No, è ovvio. Non esistendo definizione strutturale, riconoscibilità
simbolica e interlocuzione collettiva con l’esterno mediante
strumenti comuni ed unitari, qualsiasi tipo di “tradimento” non
può essere attribuito a compagini, modelli o idee, tuttalpiù viene
attribuito a individui o gruppi di individui. Il colpevole errore di
gran parte delle organizzazioni che ha prodotto questo comprensibile
rifiuto, consiste nell’essere state organizzate, effettivamente, in
modo indemocratico, il ché però non è affatto consequenziale alla
sana pratica di organizzarsi, strutturarsi e stabilire delle linee
comuni ed unitarie, quindi efficaci; vi è tuttalpiù l’esigenza di
farlo col presupposto del rispetto, della democrazia interna e,
concetto assolutamente estraneo a molti di noi, dell’accettazione
della minoritarietà. È infatti questa la fondamentale dote che
caratterizza una collettività matura che decide di organizzarsi:
l’accettazione della possibilità di poter essere minoranza
all’interno dell’organizzazione, ovviamente dopo un libero confronto
e senza violare i principi imprescindibili dell’organizzazione
stessa. Al di là di questa basilare differenziazione, ci si muove
nell’ambito che fra l’altro caratterizza la logica che ci poniamo di
contrastare e declina la società stessa che intendiamo cambiare:
l’individualismo.


I motivi descritti
precedentemente hanno provocato, fuori e dentro gli ambiti di
partecipazione politica e sociale, un istintivo astio verso pratiche
già sperimentate e purtroppo fallite. Supportato dalla quotidianità
in continua mutazione formale, in preda a dinamiche superficiali,
artificiali e camaleontiche che nascondo una realtà assolutamente
statica, consolidata e con pochi spazi di libertà individuale,
esiste nei movimenti una certa tendenza nuovista, che
intende attualizzare ogni forma e sostanza politica attraverso
l’azzeramento di tutte quelle precedenti. Viviamo così
l’attualizzazione terminologica, analitica, pratica,
comunicativa, etichettando tutto quanto già proposto in precedenza
come vecchio, retrogrado, vetero.

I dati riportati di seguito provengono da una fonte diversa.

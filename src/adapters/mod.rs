// Adapters layer: concrete implementations for external systems (browser,
// carrier portals, storage).

pub mod browser;
pub mod clickpost;
pub mod store;
pub mod yamato;
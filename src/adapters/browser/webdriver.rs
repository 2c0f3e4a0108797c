use crate::adapters::browser::{BrowserFactory, BrowserPage, ElementHandle, Locator};
use crate::utils::error::{IssueError, Result};
use async_trait::async_trait;
use reqwest::Client;
use serde_json::{json, Value};
use std::path::PathBuf;
use std::time::{Duration, SystemTime};

// W3C WebDriver element identifier key.
const ELEMENT_KEY: &str = "element-6066-11e4-a52e-4f735466cecf";

const DOWNLOAD_POLL_INTERVAL: Duration = Duration::from_millis(500);

/// One live WebDriver session. Created by [`WebDriverFactory`], closed by the
/// owning gateway in its cleanup step.
pub struct WebDriverBrowser {
    http: Client,
    base_url: String,
    session_id: String,
    download_dir: PathBuf,
    started_at: SystemTime,
}

impl WebDriverBrowser {
    fn session_url(&self, path: &str) -> String {
        format!("{}/session/{}{}", self.base_url, self.session_id, path)
    }

    /// Unwraps the `value` envelope every WebDriver response carries, turning
    /// non-2xx responses into a `WebDriver` error with the remote message.
    async fn unwrap_value(response: reqwest::Response) -> Result<Value> {
        let status = response.status();
        let body: Value = response.json().await?;
        if status.is_success() {
            Ok(body.get("value").cloned().unwrap_or(Value::Null))
        } else {
            let message = body
                .pointer("/value/message")
                .and_then(Value::as_str)
                .unwrap_or("unknown WebDriver failure")
                .to_string();
            Err(IssueError::WebDriver { message })
        }
    }

    async fn post(&self, path: &str, body: Value) -> Result<Value> {
        let response = self
            .http
            .post(self.session_url(path))
            .json(&body)
            .send()
            .await?;
        Self::unwrap_value(response).await
    }

    async fn get(&self, path: &str) -> Result<Value> {
        let response = self.http.get(self.session_url(path)).send().await?;
        Self::unwrap_value(response).await
    }

    fn element_arg(element: &ElementHandle) -> Value {
        json!({ (ELEMENT_KEY): element.0 })
    }

    async fn execute_with_args(&self, script: &str, args: Vec<Value>) -> Result<Value> {
        self.post("/execute/sync", json!({ "script": script, "args": args }))
            .await
    }
}

#[async_trait]
impl BrowserPage for WebDriverBrowser {
    async fn goto(&self, url: &str) -> Result<()> {
        self.post("/url", json!({ "url": url })).await?;
        Ok(())
    }

    async fn current_url(&self) -> Result<String> {
        let value = self.get("/url").await?;
        value
            .as_str()
            .map(str::to_string)
            .ok_or_else(|| IssueError::WebDriver {
                message: "current URL missing from response".to_string(),
            })
    }

    async fn find(&self, locator: &Locator) -> Result<Option<ElementHandle>> {
        let response = self
            .http
            .post(self.session_url("/element"))
            .json(&json!({ "using": locator.using(), "value": locator.value() }))
            .send()
            .await?;

        // "no such element" comes back as 404 and is a routine miss, not an error.
        if response.status() == reqwest::StatusCode::NOT_FOUND {
            return Ok(None);
        }

        let value = Self::unwrap_value(response).await?;
        let id = value
            .get(ELEMENT_KEY)
            .and_then(Value::as_str)
            .ok_or_else(|| IssueError::WebDriver {
                message: "element reference missing from response".to_string(),
            })?;
        Ok(Some(ElementHandle(id.to_string())))
    }

    async fn click(&self, element: &ElementHandle) -> Result<()> {
        self.post(&format!("/element/{}/click", element.0), json!({}))
            .await?;
        Ok(())
    }

    async fn click_js(&self, element: &ElementHandle) -> Result<()> {
        self.execute_with_args("arguments[0].click();", vec![Self::element_arg(element)])
            .await?;
        Ok(())
    }

    async fn fill(&self, element: &ElementHandle, text: &str) -> Result<()> {
        self.post(&format!("/element/{}/clear", element.0), json!({}))
            .await?;
        self.post(
            &format!("/element/{}/value", element.0),
            json!({ "text": text }),
        )
        .await?;
        Ok(())
    }

    async fn text(&self, element: &ElementHandle) -> Result<String> {
        let value = self.get(&format!("/element/{}/text", element.0)).await?;
        Ok(value.as_str().unwrap_or_default().to_string())
    }

    async fn attr(&self, element: &ElementHandle, name: &str) -> Result<Option<String>> {
        let value = self
            .get(&format!("/element/{}/attribute/{}", element.0, name))
            .await?;
        Ok(value.as_str().map(str::to_string))
    }

    async fn page_text(&self) -> Result<String> {
        let value = self
            .execute_with_args("return document.body ? document.body.innerText : '';", vec![])
            .await?;
        Ok(value.as_str().unwrap_or_default().to_string())
    }

    async fn is_checked(&self, element: &ElementHandle) -> Result<bool> {
        let value = self
            .get(&format!("/element/{}/property/checked", element.0))
            .await?;
        Ok(value.as_bool().unwrap_or(false))
    }

    async fn set_checked(&self, element: &ElementHandle, checked: bool) -> Result<()> {
        // Toggle via click so the page's own change handlers still run.
        self.execute_with_args(
            "if (arguments[0].checked !== arguments[1]) { arguments[0].click(); }",
            vec![Self::element_arg(element), json!(checked)],
        )
        .await?;
        Ok(())
    }

    async fn execute_script(&self, script: &str) -> Result<Value> {
        self.execute_with_args(script, vec![]).await
    }

    async fn await_download(&self, timeout: Duration) -> Result<Vec<u8>> {
        let deadline = tokio::time::Instant::now() + timeout;
        loop {
            let mut entries = tokio::fs::read_dir(&self.download_dir).await?;
            while let Some(entry) = entries.next_entry().await? {
                let path = entry.path();
                // Chrome writes in-flight downloads with a .crdownload suffix.
                if path.extension().and_then(|e| e.to_str()) == Some("crdownload") {
                    continue;
                }
                let metadata = entry.metadata().await?;
                if !metadata.is_file() || metadata.len() == 0 {
                    continue;
                }
                let fresh = metadata
                    .modified()
                    .map(|m| m >= self.started_at)
                    .unwrap_or(false);
                if fresh {
                    tracing::debug!(
                        "Download complete: {} ({} bytes)",
                        path.display(),
                        metadata.len()
                    );
                    return Ok(tokio::fs::read(&path).await?);
                }
            }

            if tokio::time::Instant::now() >= deadline {
                return Err(IssueError::WebDriver {
                    message: format!("no download appeared within {:?}", timeout),
                });
            }
            tokio::time::sleep(DOWNLOAD_POLL_INTERVAL).await;
        }
    }

    async fn close(&self) -> Result<()> {
        let response = self
            .http
            .delete(format!("{}/session/{}", self.base_url, self.session_id))
            .send()
            .await?;
        Self::unwrap_value(response).await?;
        Ok(())
    }
}

/// Launches fresh headless-Chrome sessions against a WebDriver endpoint
/// (chromedriver or a Selenium hub).
#[derive(Debug, Clone)]
pub struct WebDriverFactory {
    http: Client,
    base_url: String,
    download_dir: PathBuf,
    headless: bool,
}

impl WebDriverFactory {
    pub fn new(base_url: impl Into<String>, download_dir: impl Into<PathBuf>) -> Self {
        Self {
            http: Client::new(),
            base_url: base_url.into().trim_end_matches('/').to_string(),
            download_dir: download_dir.into(),
            headless: true,
        }
    }

    /// Headful mode, needed when manual login is expected.
    pub fn with_headless(mut self, headless: bool) -> Self {
        self.headless = headless;
        self
    }

    fn capabilities(&self) -> Value {
        let mut args = vec!["--disable-gpu".to_string(), "--window-size=1280,960".to_string()];
        if self.headless {
            args.push("--headless=new".to_string());
        }
        json!({
            "capabilities": {
                "alwaysMatch": {
                    "browserName": "chrome",
                    "goog:chromeOptions": {
                        "args": args,
                        "prefs": {
                            "download.default_directory": self.download_dir.to_string_lossy(),
                            "download.prompt_for_download": false,
                            "plugins.always_open_pdf_externally": true
                        }
                    }
                }
            }
        })
    }
}

#[async_trait]
impl BrowserFactory for WebDriverFactory {
    type Page = WebDriverBrowser;

    async fn launch(&self) -> Result<WebDriverBrowser> {
        tokio::fs::create_dir_all(&self.download_dir).await?;

        let response = self
            .http
            .post(format!("{}/session", self.base_url))
            .json(&self.capabilities())
            .send()
            .await?;
        let value = WebDriverBrowser::unwrap_value(response).await?;

        let session_id = value
            .get("sessionId")
            .and_then(Value::as_str)
            .ok_or_else(|| IssueError::WebDriver {
                message: "session id missing from new-session response".to_string(),
            })?
            .to_string();

        tracing::debug!("WebDriver session started: {}", session_id);
        Ok(WebDriverBrowser {
            http: self.http.clone(),
            base_url: self.base_url.clone(),
            session_id,
            download_dir: self.download_dir.clone(),
            started_at: SystemTime::now(),
        })
    }
}
pub mod gateway;
pub mod page;

pub use gateway::YamatoBrowserGateway;
pub use page::{YamatoCompactPage, YamatoIssue};
use alloc::string::String;
use alloc::vec::Vec;
use core::fmt;
use core::fmt::Debug;
use core::fmt::Display;

use log::debug;
use log::trace;

use crate::chain;
use crate::chain::Chain;
use crate::entry::ValuePair;
use crate::error::TableError;
use crate::error::check_capacity;
use crate::hash_fn::HashFunction;
use crate::key::Canonicalize;
use crate::key::DefaultCanonicalizer;
use crate::key::HashKey;
use crate::key::Unset;
use crate::table::KeyValueTable;

/// A fixed-capacity hash table resolving collisions with separate chaining.
///
/// Each bucket holds an optional [`Chain`] of entries whose keys hash to that
/// bucket, in insertion order. Chains grow without bound, so insertion never
/// fails for lack of space; a degenerate hash only makes lookups slower.
///
/// Keys are compared by their canonical token (see
/// [`Canonicalize`]), never by `Eq`.
///
/// # Example
///
/// ```rust
/// use bucket_hash::ChainedHashTable;
/// use bucket_hash::HashFunction;
///
/// let mut table = ChainedHashTable::new(37, HashFunction::Summation);
/// table.put("Ygritte", 4);
/// table.put("Jonathan", 5);
/// table.put("Jamie", 5);
///
/// // Jonathan and Jamie share bucket 5.
/// assert_eq!(table.bucket(5).map(|chain| chain.len()), Some(2));
/// assert_eq!(table.get(&"Jamie"), Some(&5));
/// assert_eq!(
///     table.to_string(),
///     "{4 => [#Ygritte: 4]},{5 => [#Jonathan: 5],[#Jamie: 5]}"
/// );
/// ```
#[derive(Clone)]
pub struct ChainedHashTable<K, V, C = DefaultCanonicalizer> {
    buckets: Vec<Option<Chain<ValuePair<K, V>>>>,
    len: usize,
    hash_fn: HashFunction,
    canonicalizer: C,
}

fn empty_buckets<T>(capacity: usize) -> Vec<Option<T>> {
    let mut buckets = Vec::with_capacity(capacity);
    buckets.resize_with(capacity, || None);
    buckets
}

impl<K, V> ChainedHashTable<K, V, DefaultCanonicalizer> {
    /// Creates a table with `capacity` buckets, canonicalizing keys through
    /// their `Display` rendering.
    ///
    /// # Panics
    ///
    /// Panics if `capacity` is zero.
    pub fn new(capacity: usize, hash_fn: HashFunction) -> Self {
        Self::with_canonicalizer(capacity, hash_fn, DefaultCanonicalizer)
    }

    /// Like [`new`](Self::new), but reports a zero capacity as an error.
    pub fn try_new(capacity: usize, hash_fn: HashFunction) -> Result<Self, TableError> {
        Self::try_with_canonicalizer(capacity, hash_fn, DefaultCanonicalizer)
    }
}

impl<K, V, C> ChainedHashTable<K, V, C> {
    /// Creates a table with `capacity` buckets and an explicit canonicalizer.
    ///
    /// # Panics
    ///
    /// Panics if `capacity` is zero.
    pub fn with_canonicalizer(capacity: usize, hash_fn: HashFunction, canonicalizer: C) -> Self {
        assert!(capacity > 0, "table capacity must be non-zero");
        Self {
            buckets: empty_buckets(capacity),
            len: 0,
            hash_fn,
            canonicalizer,
        }
    }

    /// Like [`with_canonicalizer`](Self::with_canonicalizer), but reports a
    /// zero capacity as an error.
    pub fn try_with_canonicalizer(
        capacity: usize,
        hash_fn: HashFunction,
        canonicalizer: C,
    ) -> Result<Self, TableError> {
        let capacity = check_capacity(capacity)?;
        Ok(Self::with_canonicalizer(capacity, hash_fn, canonicalizer))
    }

    /// Number of stored entries.
    pub fn len(&self) -> usize {
        self.len
    }

    /// Returns `true` if no entries are stored.
    pub fn is_empty(&self) -> bool {
        self.len == 0
    }

    /// Number of buckets.
    pub fn capacity(&self) -> usize {
        self.buckets.len()
    }

    /// The hash function in use.
    pub fn hash_function(&self) -> HashFunction {
        self.hash_fn
    }

    /// Drops every entry and every chain. Capacity is unchanged.
    pub fn clear(&mut self) {
        debug!("clearing chained table of {} entries", self.len);
        self.buckets.iter_mut().for_each(|bucket| *bucket = None);
        self.len = 0;
    }

    /// The chain stored at bucket `index`, or `None` when the bucket is
    /// empty or out of range.
    pub fn bucket(&self, index: usize) -> Option<&Chain<ValuePair<K, V>>> {
        self.buckets.get(index)?.as_ref()
    }

    /// Iterates over the entries in bucket order, and within a bucket in
    /// chain order.
    pub fn iter(&self) -> Iter<'_, K, V> {
        Iter {
            buckets: self.buckets.iter(),
            chain: None,
            remaining: self.len,
        }
    }

    /// Iterates over the keys in [`iter`](Self::iter) order.
    pub fn keys(&self) -> impl Iterator<Item = &K> {
        self.iter().map(|(k, _)| k)
    }

    /// Iterates over the values in [`iter`](Self::iter) order.
    pub fn values(&self) -> impl Iterator<Item = &V> {
        self.iter().map(|(_, v)| v)
    }

    /// Calls `f` on every entry in [`iter`](Self::iter) order until it
    /// returns `false`.
    pub fn for_each(&self, mut f: impl FnMut(&K, &V) -> bool) {
        for (k, v) in self.iter() {
            if !f(k, v) {
                break;
            }
        }
    }

    /// Computes occupancy statistics.
    #[cfg(feature = "stats")]
    pub fn stats(&self) -> crate::stats::TableStats {
        let occupied = self.buckets.iter().flatten().count();
        let longest = self
            .buckets
            .iter()
            .flatten()
            .map(Chain::len)
            .max()
            .unwrap_or(0);
        crate::stats::TableStats::new(self.len, self.capacity(), occupied, longest)
    }

    /// Histogram of chain lengths: bin `i` counts the buckets holding `i`
    /// entries.
    #[cfg(feature = "stats")]
    pub fn chain_length_histogram(&self) -> crate::stats::Histogram {
        let mut hist = crate::stats::Histogram::new("chain length");
        for bucket in &self.buckets {
            hist.record(bucket.as_ref().map_or(0, Chain::len));
        }
        hist
    }
}

impl<K, V, C> ChainedHashTable<K, V, C>
where
    K: HashKey,
    C: Canonicalize<K>,
{
    fn locate(&self, key: &K) -> (usize, String) {
        let token = self.canonicalizer.canonicalize(key);
        let index = self.hash_fn.bucket(key, &token, self.capacity());
        (index, token)
    }

    /// Inserts `value` for `key`, replacing the value of an entry with the
    /// same canonical token.
    ///
    /// Returns `false`, leaving the table untouched, when `key` or `value`
    /// is unset (see [`Unset`]).
    ///
    /// ```rust
    /// use bucket_hash::ChainedHashTable;
    /// use bucket_hash::HashFunction;
    /// use bucket_hash::Key;
    ///
    /// let mut table = ChainedHashTable::new(7, HashFunction::Polynomial);
    /// assert!(table.put(Key::from("a"), 1));
    /// assert!(table.put(Key::from("a"), 2));
    /// assert!(!table.put(Key::Null, 3));
    /// assert_eq!(table.len(), 1);
    /// assert_eq!(table.get(&Key::from("a")), Some(&2));
    /// ```
    pub fn put(&mut self, key: K, value: V) -> bool
    where
        V: Unset,
    {
        if key.is_unset() {
            debug!("refusing to store an unset key");
            return false;
        }
        if value.is_unset() {
            debug!("refusing to store an unset value");
            return false;
        }

        let (index, token) = self.locate(&key);
        let chain = self.buckets[index].get_or_insert_with(Chain::new);
        if let Some(pair) = chain.find_mut(|pair| pair.matches(&token)) {
            pair.replace_value(value);
            return true;
        }

        if !chain.is_empty() {
            trace!("'{token}' chained behind {} in bucket {index}", chain.len());
        }
        chain.push_back(ValuePair::new(key, token, value));
        self.len += 1;
        true
    }

    /// Returns the value stored for `key`.
    pub fn get(&self, key: &K) -> Option<&V> {
        let (index, token) = self.locate(key);
        self.buckets[index]
            .as_ref()?
            .find(|pair| pair.matches(&token))
            .map(ValuePair::value)
    }

    /// Returns a mutable reference to the value stored for `key`.
    pub fn get_mut(&mut self, key: &K) -> Option<&mut V> {
        let (index, token) = self.locate(key);
        self.buckets[index]
            .as_mut()?
            .find_mut(|pair| pair.matches(&token))
            .map(ValuePair::value_mut)
    }

    /// Returns `true` if an entry with the key's token is stored.
    pub fn contains_key(&self, key: &K) -> bool {
        self.get(key).is_some()
    }

    /// Removes `key`, returning whether it was present.
    pub fn remove(&mut self, key: &K) -> bool {
        self.remove_entry(key).is_some()
    }

    /// Removes `key`, returning the stored key and value.
    ///
    /// A bucket whose chain becomes empty is reset, so it is
    /// indistinguishable from a bucket that was never used.
    pub fn remove_entry(&mut self, key: &K) -> Option<(K, V)> {
        let (index, token) = self.locate(key);
        let chain = self.buckets[index].as_mut()?;
        let pair = chain.remove_first(|pair| pair.matches(&token))?;
        if chain.is_empty() {
            self.buckets[index] = None;
        }
        self.len -= 1;
        Some(pair.into_parts())
    }

    /// Rebuilds the table with `capacity` buckets, re-placing every entry
    /// with the same hash function. Stored tokens are reused.
    ///
    /// This is the only way a table changes capacity; `put` never resizes.
    pub fn rehash(&mut self, capacity: usize) -> Result<(), TableError> {
        let capacity = check_capacity(capacity)?;
        debug!(
            "rehashing chained table of {} entries from {} to {capacity} buckets",
            self.len,
            self.capacity()
        );

        let old = core::mem::replace(&mut self.buckets, empty_buckets(capacity));
        for pair in old.into_iter().flatten().flatten() {
            let index = self.hash_fn.bucket(pair.key(), pair.token(), capacity);
            self.buckets[index]
                .get_or_insert_with(Chain::new)
                .push_back(pair);
        }
        Ok(())
    }

    /// Re-scans every bucket and checks the table's invariants.
    #[cfg(test)]
    pub(crate) fn assert_invariants(&self) {
        let mut seen = 0;
        for (index, bucket) in self.buckets.iter().enumerate() {
            let Some(chain) = bucket else { continue };
            assert!(!chain.is_empty(), "empty chain left in bucket {index}");
            for (i, pair) in chain.iter().enumerate() {
                assert_eq!(
                    self.hash_fn.bucket(pair.key(), pair.token(), self.capacity()),
                    index,
                    "'{}' stored in the wrong bucket",
                    pair.token()
                );
                assert!(
                    chain.iter().skip(i + 1).all(|other| other.token() != pair.token()),
                    "duplicate token '{}' in bucket {index}",
                    pair.token()
                );
            }
            seen += chain.len();
        }
        assert_eq!(seen, self.len);
    }
}

impl<K, V, C> KeyValueTable<K, V> for ChainedHashTable<K, V, C>
where
    K: HashKey,
    V: Unset,
    C: Canonicalize<K>,
{
    fn put(&mut self, key: K, value: V) -> Result<bool, TableError> {
        Ok(ChainedHashTable::put(self, key, value))
    }

    fn get(&self, key: &K) -> Option<&V> {
        ChainedHashTable::get(self, key)
    }

    fn remove(&mut self, key: &K) -> bool {
        ChainedHashTable::remove(self, key)
    }

    fn len(&self) -> usize {
        self.len
    }

    fn clear(&mut self) {
        ChainedHashTable::clear(self)
    }

    fn capacity(&self) -> usize {
        ChainedHashTable::capacity(self)
    }
}

impl<K, V, C> Debug for ChainedHashTable<K, V, C>
where
    K: Debug,
    V: Debug,
{
    fn fmt(&self, f: &mut fmt::Formatter<'_>) -> fmt::Result {
        struct Buckets<'a, K, V>(&'a [Option<Chain<ValuePair<K, V>>>]);

        impl<K: Debug, V: Debug> Debug for Buckets<'_, K, V> {
            fn fmt(&self, f: &mut fmt::Formatter<'_>) -> fmt::Result {
                let mut map = f.debug_map();
                for (index, bucket) in self.0.iter().enumerate() {
                    if let Some(chain) = bucket {
                        map.entry(&index, chain);
                    }
                }
                map.finish()
            }
        }

        f.debug_struct("ChainedHashTable")
            .field("buckets", &Buckets(&self.buckets))
            .field("len", &self.len)
            .field("capacity", &self.buckets.len())
            .field("hash_fn", &self.hash_fn)
            .finish()
    }
}

/// Renders non-empty buckets in index order as `{index => chain}`,
/// separated by `,`. An empty table renders as the empty string.
impl<K, V, C> Display for ChainedHashTable<K, V, C>
where
    K: Display,
    V: Display,
{
    fn fmt(&self, f: &mut fmt::Formatter<'_>) -> fmt::Result {
        let occupied = self
            .buckets
            .iter()
            .enumerate()
            .filter_map(|(index, bucket)| Some((index, bucket.as_ref()?)));
        for (i, (index, chain)) in occupied.enumerate() {
            if i > 0 {
                f.write_str(",")?;
            }
            write!(f, "{{{index} => {chain}}}")?;
        }
        Ok(())
    }
}

/// Iterator over the entries of a [`ChainedHashTable`].
pub struct Iter<'a, K, V> {
    buckets: core::slice::Iter<'a, Option<Chain<ValuePair<K, V>>>>,
    chain: Option<chain::Iter<'a, ValuePair<K, V>>>,
    remaining: usize,
}

impl<'a, K, V> Iterator for Iter<'a, K, V> {
    type Item = (&'a K, &'a V);

    fn next(&mut self) -> Option<Self::Item> {
        loop {
            if let Some(pair) = self.chain.as_mut().and_then(Iterator::next) {
                self.remaining -= 1;
                return Some((pair.key(), pair.value()));
            }
            self.chain = self.buckets.next()?.as_ref().map(Chain::iter);
        }
    }

    fn size_hint(&self) -> (usize, Option<usize>) {
        (self.remaining, Some(self.remaining))
    }
}

impl<K, V> ExactSizeIterator for Iter<'_, K, V> {}

impl<'a, K, V, C> IntoIterator for &'a ChainedHashTable<K, V, C> {
    type Item = (&'a K, &'a V);
    type IntoIter = Iter<'a, K, V>;

    fn into_iter(self) -> Self::IntoIter {
        self.iter()
    }
}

Abbiamo sperimentato addirittura,
durante una delle ultime assemblee, come possa essere considerata
inadeguata un’analisi (sottoforma di documento) poiché rispecchiava
rivendicazioni “vecchie di un mese”. Questo è un
evidente sintomo di come i frenetici tempi di vita (da catena di
montaggio), soprattutto in ambito universitario, si siano insinuati
nella nostra psicologia e nei nostri ragionamenti. Così come vi è
sempre la ricerca di termini nuovi affinchè i concetti veicolati
risultino maggiormente fruibili o accattivanti. Si scade, purtroppo
molto spesso, nella ricerca di una forma adatta e gradevole a scapito
dei contenuti veicolati, in perfetta sintonia con la società
dell’immagine in cui viviamo. Inoltre si tende ad effettuare delle
soppressioni terminologiche solo in base alla datazione o all’uso
frequente, letteralmente inseguendo la regressione lessicale nelle
masse, non contrastandola. Attualizzare le analisi, le proposte, la
loro diffusione, conseguentemente la terminologia e l’immagine, è
necessario come necessaria è la cura dei contenuti e la verifica
dell’effettiva necessità di rinnovo di concetti, assunzioni e
modalità di esposizione, diffidando dunque dalla diffusa tendenza
nuovista del rinnovo ad ogni costo, di forme e contenuti, ma
evolvendo quando possibile quelle fondamentalmente ancora valide.